EUROPE-TURQUIE : AMBIGUÏTÉS À TOUS LES ÉTAGES 


Nous avons toutes et tous encore en mémoire la déplorable et humiliante prestation du Président du Conseil européen, Charles Michel, à Ankara, fin avril dernier.
Pour expliquer son absence de réaction à l’attitude grossière de l’hôte turc à l’égard de la Présidente de la Commission, Ursula von der Leyen, privée de fauteuil, le responsable de l’UE se justifia en des termes révélateurs : « Tout en percevant le caractère regrettable de la situation, nous avons choisi de ne pas l’aggraver par un incident public ». C’est que la mission de l’UE auprès du maître de la Turquie visait -par delà les critiques d’usage- à favoriser une réconciliation qu’avait dûment préparée, lors d’un précédent voyage, la Chancelière allemande, soucieuse d’obtenir du tyran du Bosphore le renouvellement du pacte migratoire entre les deux parties. 

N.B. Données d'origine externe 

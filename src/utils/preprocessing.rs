//! Shared image preprocessing utilities
//!
//! Both ONNX backends feed a square RGB tensor in NCHW layout to the network.
//! They differ in resampling filter and in how raw pixel values are brought
//! into the unit range before the mean/std normalization.

use crate::error::{Error, Result};
use crate::models::{NORMALIZATION_MEAN, NORMALIZATION_STD};
use image::imageops::FilterType;
use image::{RgbImage, RgbaImage};
use ndarray::Array4;

/// How raw pixel values are scaled before mean/std normalization
#[derive(Debug, Clone, Copy, PartialEq, Eq)]
pub enum PixelScaling {
    /// Divide by 255
    Unit,
    /// Divide by the brightest channel value of the resized image (at least 1e-6)
    PeakValue,
}

/// Preprocessing options for a segmentation network
#[derive(Debug, Clone, Copy)]
pub struct PreprocessingOptions {
    /// Square network input size
    pub target_size: u32,
    /// Filter used to resize the input to `target_size`
    pub filter: FilterType,
    /// Pixel scaling applied before normalization
    pub scaling: PixelScaling,
}

impl PreprocessingOptions {
    /// Bilinear resize, `/255` scaling
    #[must_use]
    pub fn bilinear_unit(target_size: u32) -> Self {
        Self {
            target_size,
            filter: FilterType::Triangle,
            scaling: PixelScaling::Unit,
        }
    }

    /// Lanczos resize, peak-value scaling
    #[must_use]
    pub fn lanczos_peak(target_size: u32) -> Self {
        Self {
            target_size,
            filter: FilterType::Lanczos3,
            scaling: PixelScaling::PeakValue,
        }
    }
}

/// Shared image preprocessing utilities
pub struct ImagePreprocessor;

impl ImagePreprocessor {
    /// Resize an RGBA image to the network input and convert it to a normalized tensor
    ///
    /// The alpha channel is ignored and the aspect ratio is not preserved.
    ///
    /// # Errors
    /// - Zero target size or empty input image
    pub fn preprocess(image: &RgbaImage, options: &PreprocessingOptions) -> Result<Array4<f32>> {
        if options.target_size == 0 {
            return Err(Error::processing("Target size must be greater than zero"));
        }
        if image.width() == 0 || image.height() == 0 {
            return Err(Error::processing("Cannot preprocess an empty image"));
        }

        let rgb = RgbImage::from_fn(image.width(), image.height(), |x, y| {
            let p = image.get_pixel(x, y);
            image::Rgb([p[0], p[1], p[2]])
        });
        let resized = image::imageops::resize(
            &rgb,
            options.target_size,
            options.target_size,
            options.filter,
        );

        let divisor = match options.scaling {
            PixelScaling::Unit => 255.0,
            PixelScaling::PeakValue => {
                let peak = resized.as_raw().iter().copied().max().unwrap_or(0);
                f32::from(peak).max(1e-6)
            },
        };

        Ok(Self::to_tensor(&resized, divisor))
    }

    fn to_tensor(canvas: &RgbImage, divisor: f32) -> Array4<f32> {
        let (width, height) = canvas.dimensions();
        let mut tensor = Array4::<f32>::zeros((1, 3, height as usize, width as usize));

        #[allow(clippy::indexing_slicing)]
        // Safe: tensor dimensions pre-allocated to match canvas size
        for (y, row) in canvas.rows().enumerate() {
            for (x, pixel) in row.enumerate() {
                for c in 0..3 {
                    tensor[[0, c, y, x]] = (f32::from(pixel[c]) / divisor - NORMALIZATION_MEAN[c])
                        / NORMALIZATION_STD[c];
                }
            }
        }

        tensor
    }
}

La semaine dernière, ce fut au tour de la majorité des députés européens de miner le relativement bon rapport annuel portant sur l’état des relations entre l’UE et la Turquie en y insérant des passages proprement scandaleux. Le rapport qui vient d’être adopté a, globalement, une tonalité nettement critique à l’égard d’Ankara.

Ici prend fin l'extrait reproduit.